What the exercise asks. Write out again each line of the material below, unchanged, from the first one to the line that holds "let backend: ArcBackend".

Data shown.
= = = = = = =

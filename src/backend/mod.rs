pub mod anthropic;
pub mod gemini;
pub mod mistral;
pub mod ollama;
pub mod openai;
pub mod openrouter;
pub mod registry;
pub mod rest;
pub(crate) mod utils;

pub use anthropic::Anthropic;
pub use gemini::Gemini;
pub use mistral::Mistral;
pub use ollama::Ollama;
pub use openai::OpenAI;
pub use openrouter::OpenRouter;
pub use registry::Registry;
pub use rest::Rest;

#[cfg(test)]
use mockall::{automock, predicate::*};

use crate::config::BackendConfig;
use crate::models::{ArcEventTx, BackendPrompt, ProviderKind};
use async_trait::async_trait;
use eyre::{Context, Result};
use std::sync::Arc;

#[cfg_attr(test, automock)]
#[async_trait]
pub trait Backend: std::fmt::Debug {
    fn name(&self) -> &str;
    /// Emits `Event::ChatDelta` fragments on `event_tx`, terminated by a
    /// `done: true` marker, or returns a normalized error.
    async fn get_completion(&self, prompt: BackendPrompt, event_tx: ArcEventTx) -> Result<()>;
}

pub type ArcBackend = Arc<dyn Backend + Send + Sync>;

/// Builds the model routing table once from settings. Connections are
/// registered in fixed provider priority order; within one kind the
/// configuration order decides.
pub fn new_registry(config: &BackendConfig) -> Result<Arc<Registry>> {
    let mut connections = config
        .connections
        .iter()
        .filter(|c| c.enabled())
        .collect::<Vec<_>>();
    if connections.is_empty() {
        eyre::bail!("no backend connections configured");
    }
    connections.sort_by_key(|c| c.kind().priority());

    let mut registry = Registry::default();
    for connection in connections {
        let mut connection = connection.clone();
        if connection.timeout_secs().is_none() {
            if let Some(timeout) = config.timeout_secs {
                connection = connection.with_timeout_secs(timeout);
            }
        }

        let backend: ArcBackend = match connection.kind() {
            ProviderKind::OpenAI => Arc::new(OpenAI::from(&connection)),
            ProviderKind::Anthropic => Arc::new(Anthropic::from(&connection)),
            ProviderKind::Ollama => Arc::new(Ollama::from(&connection)),
            ProviderKind::Rest => Arc::new(Rest::from(&connection)),
            ProviderKind::Mistral => Arc::new(Mistral::from(&connection)),
            ProviderKind::Gemini => Arc::new(Gemini::from(&connection)),
            ProviderKind::OpenRouter => Arc::new(OpenRouter::from(&connection)),
        };

        let name = backend.name().to_string();
        registry
            .add_connection(backend, connection.models())
            .wrap_err(format!("adding connection: {}", name))?;
        log::debug!("Added backend connection: {}", name);
    }

    Ok(Arc::new(registry))
}
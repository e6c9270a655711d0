pub mod aggregator;

pub use aggregator::{StreamAggregator, StreamPhase};

#[cfg(test)]
#[path = "session_test.rs"]
mod tests;

use std::sync::{Arc, Mutex};

use eyre::{Result, bail};
use tokio::sync::mpsc;
use tokio::task::JoinHandle;
use tokio_util::sync::CancellationToken;

use crate::backend::{ArcBackend, utils};
use crate::config::GeneralConfig;
use crate::error::ChatError;
use crate::models::{
    ArcEventTx, BackendPrompt, Conversation, Event, Message, MessageId,
};
use crate::storage::ArcStorage;

/// The cancellation slot shared between the session and the host's
/// "stop" control. Installing a new request's token cancels whatever
/// was in the slot before: last request wins.
#[derive(Clone, Default)]
pub struct StopHandle {
    current: Arc<Mutex<CancellationToken>>,
}

impl StopHandle {
    pub fn stop(&self) {
        self.current.lock().unwrap().cancel();
    }

    fn replace(&self) -> CancellationToken {
        let token = CancellationToken::new();
        let old = {
            let mut slot = self.current.lock().unwrap();
            std::mem::replace(&mut *slot, token.clone())
        };
        old.cancel();
        token
    }
}

/// How one request ended. Partial turns carried by `Aborted`/`Failed`
/// are already committed to history.
#[derive(Debug)]
pub enum ChatOutcome {
    Completed(Message),
    Aborted(Option<Message>),
    Failed {
        error: String,
        partial: Option<Message>,
    },
    /// Slash-command input; nothing was appended or sent.
    Skipped,
}

enum Finish {
    Completed,
    Aborted,
    Failed(String),
}

/// One chat thread: conversation state, dispatch, and persistence.
/// Methods take `&mut self`, so per conversation every operation is
/// serialized; memory and the persisted mirror stay consistent after
/// each call.
pub struct ChatSession {
    general: GeneralConfig,
    conversation: Conversation,
    backend: ArcBackend,
    storage: ArcStorage,
    event_tx: ArcEventTx,
    stop: StopHandle,
    generation: u64,
    reference_note: Option<String>,
    prompt_file: Option<String>,
}

impl ChatSession {
    pub fn new(
        general: GeneralConfig,
        backend: ArcBackend,
        storage: ArcStorage,
        event_tx: ArcEventTx,
    ) -> Self {
        Self {
            general,
            conversation: Conversation::new(),
            backend,
            storage,
            event_tx,
            stop: StopHandle::default(),
            generation: 0,
            reference_note: None,
            prompt_file: None,
        }
    }

    /// Loads the persisted thread of the active profile.
    pub async fn load(&mut self) -> Result<()> {
        let messages = self.storage.load(&self.general.profile).await?;
        self.conversation = Conversation::new().with_messages(messages);
        Ok(())
    }

    pub fn conversation(&self) -> &Conversation {
        &self.conversation
    }

    /// Clone freely; the handle stays wired to this session's slot.
    pub fn stop_handle(&self) -> StopHandle {
        self.stop.clone()
    }

    pub fn set_active_model(&mut self, model: impl Into<String>) {
        self.general.model = Some(model.into());
    }

    /// Content of the note the user is viewing. Only consulted when
    /// `reference_current_note` is enabled.
    pub fn set_reference_note(&mut self, content: Option<String>) {
        self.reference_note = content;
    }

    /// Content of the external prompt file, when one is configured.
    pub fn set_prompt_file(&mut self, content: Option<String>) {
        self.prompt_file = content;
    }

    /// Appends the user turn, persists, then fetches the reply. Slash
    /// commands are the host's business and never enter history.
    pub async fn send(&mut self, text: &str) -> Result<ChatOutcome> {
        if utils::is_slash_command(text) {
            log::debug!("slash command input skipped: {}", text);
            return Ok(ChatOutcome::Skipped);
        }

        let user_id = self.conversation.append(Message::user(text));
        // the append is on disk before the request goes out
        self.persist().await;

        self.fetch_reply(user_id).await
    }

    /// Refetches the reply to a user turn with unchanged content.
    pub async fn regenerate(&mut self, user_id: MessageId) -> Result<ChatOutcome> {
        let Some(turn) = self.conversation.get(user_id) else {
            bail!("message {} not found", user_id);
        };
        if !turn.is_user() {
            bail!("only user turns can be regenerated");
        }
        self.drop_reply_and_refetch(user_id).await
    }

    /// Edits a turn in place. A user-turn edit cascades like
    /// regenerate; an assistant-turn edit only mutates and persists.
    pub async fn edit(
        &mut self,
        id: MessageId,
        content: impl Into<String>,
    ) -> Result<Option<ChatOutcome>> {
        let Some(turn) = self.conversation.get_mut(id) else {
            bail!("message {} not found", id);
        };
        let is_user = turn.is_user();
        turn.set_content(content);

        if is_user {
            return Ok(Some(self.drop_reply_and_refetch(id).await?));
        }

        self.persist().await;
        self.emit(Event::ConversationUpdated).await;
        Ok(None)
    }

    /// Removes a turn (and the paired assistant reply when a user turn
    /// is removed). An in-flight request is cancelled so no late commit
    /// can reference the removed turn.
    pub async fn delete(&mut self, id: MessageId) -> Result<()> {
        self.stop.stop();

        let removed = self.conversation.remove(id);
        if removed.is_empty() {
            bail!("message {} not found", id);
        }

        self.persist().await;
        self.emit(Event::ConversationUpdated).await;
        Ok(())
    }

    /// Empties the thread in memory and on disk.
    pub async fn clear(&mut self) -> Result<()> {
        self.stop.stop();
        self.conversation.clear();

        if let Err(err) = self.storage.clear(&self.general.profile).await {
            log::error!("{}", ChatError::Persistence(format!("{:#}", err)));
        }

        self.emit(Event::ConversationCleared).await;
        Ok(())
    }

    async fn drop_reply_and_refetch(&mut self, user_id: MessageId) -> Result<ChatOutcome> {
        if let Some(reply_id) = self.conversation.reply_of(user_id).map(|m| m.id()) {
            self.conversation.remove(reply_id);
        }
        self.persist().await;
        self.emit(Event::ConversationUpdated).await;

        self.fetch_reply(user_id).await
    }

    /// Dispatches the request for the turn ending at `user_id` and
    /// drives the stream to a terminal phase, committing accumulated
    /// text on every exit path that produced any.
    async fn fetch_reply(&mut self, user_id: MessageId) -> Result<ChatOutcome> {
        let Some(model) = self.general.model.clone().filter(|m| !m.is_empty()) else {
            let error = "no active model is set".to_string();
            self.emit(Event::ChatFailed {
                error: error.clone(),
                partial: None,
            })
            .await;
            return Ok(ChatOutcome::Failed {
                error,
                partial: None,
            });
        };

        let token = self.stop.replace();
        self.generation += 1;
        let generation = self.generation;

        let turns = utils::prepare_turns(self.conversation.turns_through(user_id));
        let system_prompt = utils::build_system_prompt(
            if self.general.reference_current_note {
                self.reference_note.as_deref()
            } else {
                None
            },
            self.general.system_role.as_deref(),
            self.prompt_file.as_deref(),
        );

        let mut prompt = BackendPrompt::new(&model)
            .with_system_prompt(system_prompt)
            .with_turns(turns)
            .with_generation(generation)
            .with_cancel_token(token.clone());
        if let Some(max_tokens) = self.general.max_tokens {
            prompt = prompt.with_max_tokens(max_tokens);
        }
        if let Some(temperature) = self.general.temperature {
            prompt = prompt.with_temperature(temperature);
        }

        let (tx, mut rx) = mpsc::unbounded_channel::<Event>();
        let sender: ArcEventTx = Arc::new(tx);
        let backend = Arc::clone(&self.backend);
        let mut worker: Option<JoinHandle<Result<()>>> = Some(tokio::spawn(async move {
            backend.get_completion(prompt, sender).await
        }));

        let mut aggregator = StreamAggregator::new(generation);

        let finish = loop {
            tokio::select! {
                _ = token.cancelled() => {
                    if let Some(worker) = &worker {
                        worker.abort();
                    }
                    break Finish::Aborted;
                }

                event = rx.recv() => match event {
                    Some(Event::ChatDelta(resp)) => {
                        if !aggregator.accepts(resp.generation) {
                            log::debug!("discarding delta from stale generation {}", resp.generation);
                            continue;
                        }
                        if resp.done {
                            break Finish::Completed;
                        }
                        aggregator.push(&resp.text);
                        self.emit(Event::ChatDelta(resp)).await;
                    }
                    Some(_) => {}
                    None => {
                        // the adapter is gone without a done marker
                        break match worker.take().unwrap().await {
                            Ok(Ok(())) => Finish::Completed,
                            Ok(Err(err)) if ChatError::is_abort(&err) => Finish::Aborted,
                            Ok(Err(err)) => Finish::Failed(format!("{:#}", err)),
                            Err(err) if err.is_cancelled() => Finish::Aborted,
                            Err(err) => Finish::Failed(err.to_string()),
                        };
                    }
                }
            }
        };

        let outcome = match finish {
            Finish::Completed => {
                let content = aggregator.complete();
                match self.commit_reply(user_id, content).await {
                    Some(message) => {
                        self.emit(Event::ChatCompleted(message.clone())).await;
                        ChatOutcome::Completed(message)
                    }
                    None => ChatOutcome::Aborted(None),
                }
            }
            Finish::Aborted => {
                let content = aggregator.abort();
                let partial = if content.is_empty() {
                    None
                } else {
                    self.commit_reply(user_id, content).await
                };
                self.emit(Event::ChatAborted(partial.clone())).await;
                ChatOutcome::Aborted(partial)
            }
            Finish::Failed(error) => {
                let content = aggregator.fail();
                let partial = if content.is_empty() {
                    None
                } else {
                    self.commit_reply(user_id, content).await
                };
                self.emit(Event::ChatFailed {
                    error: error.clone(),
                    partial: partial.clone(),
                })
                .await;
                ChatOutcome::Failed { error, partial }
            }
        };

        Ok(outcome)
    }

    /// Inserts the assistant turn right after the user turn it answers
    /// and persists. Skips the commit when the anchor was deleted while
    /// the request was in flight.
    async fn commit_reply(&mut self, user_id: MessageId, content: String) -> Option<Message> {
        let message = Message::assistant(content).with_reply_to(user_id);
        match self.conversation.insert_after(user_id, message.clone()) {
            Some(_) => {
                self.persist().await;
                Some(message)
            }
            None => {
                log::warn!(
                    "user turn {} left the conversation mid-request, dropping its reply",
                    user_id
                );
                None
            }
        }
    }

    /// Persistence failures never roll back memory; the in-memory
    /// thread stays authoritative and the next write reconciles.
    async fn persist(&self) {
        if let Err(err) = self
            .storage
            .save(&self.general.profile, self.conversation.messages())
            .await
        {
            log::error!("{}", ChatError::Persistence(format!("{:#}", err)));
        }
    }

    async fn emit(&self, event: Event) {
        self.event_tx.send(event).await.unwrap_or_else(|err| {
            log::error!("Failed to send event: {}", err);
        });
    }
}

= = = = = = =

Solution below.
filename src/backend/mod.rs
pub mod anthropic;
pub mod gemini;
pub mod mistral;
pub mod ollama;
pub mod openai;
pub mod openrouter;
pub mod registry;
pub mod rest;
pub(crate) mod utils;

pub use anthropic::Anthropic;
pub use gemini::Gemini;
pub use mistral::Mistral;
pub use ollama::Ollama;
pub use openai::OpenAI;
pub use openrouter::OpenRouter;
pub use registry::Registry;
pub use rest::Rest;

#[cfg(test)]
use mockall::{automock, predicate::*};

use crate::config::BackendConfig;
use crate::models::{ArcEventTx, BackendPrompt, ProviderKind};
use async_trait::async_trait;
use eyre::{Context, Result};
use std::sync::Arc;

#[cfg_attr(test, automock)]
#[async_trait]
pub trait Backend: std::fmt::Debug {
    fn name(&self) -> &str;
    /// Emits `Event::ChatDelta` fragments on `event_tx`, terminated by a
    /// `done: true` marker, or returns a normalized error.
    async fn get_completion(&self, prompt: BackendPrompt, event_tx: ArcEventTx) -> Result<()>;
}

pub type ArcBackend = Arc<dyn Backend + Send + Sync>;

/// Builds the model routing table once from settings. Connections are
/// registered in fixed provider priority order; within one kind the
/// configuration order decides.
pub fn new_registry(config: &BackendConfig) -> Result<Arc<Registry>> {
    let mut connections = config
        .connections
        .iter()
        .filter(|c| c.enabled())
        .collect::<Vec<_>>();
    if connections.is_empty() {
        eyre::bail!("no backend connections configured");
    }
    connections.sort_by_key(|c| c.kind().priority());

    let mut registry = Registry::default();
    for connection in connections {
        let mut connection = connection.clone();
        if connection.timeout_secs().is_none() {
            if let Some(timeout) = config.timeout_secs {
                connection = connection.with_timeout_secs(timeout);
            }
        }

        let backend: ArcBackend = match connection.kind() {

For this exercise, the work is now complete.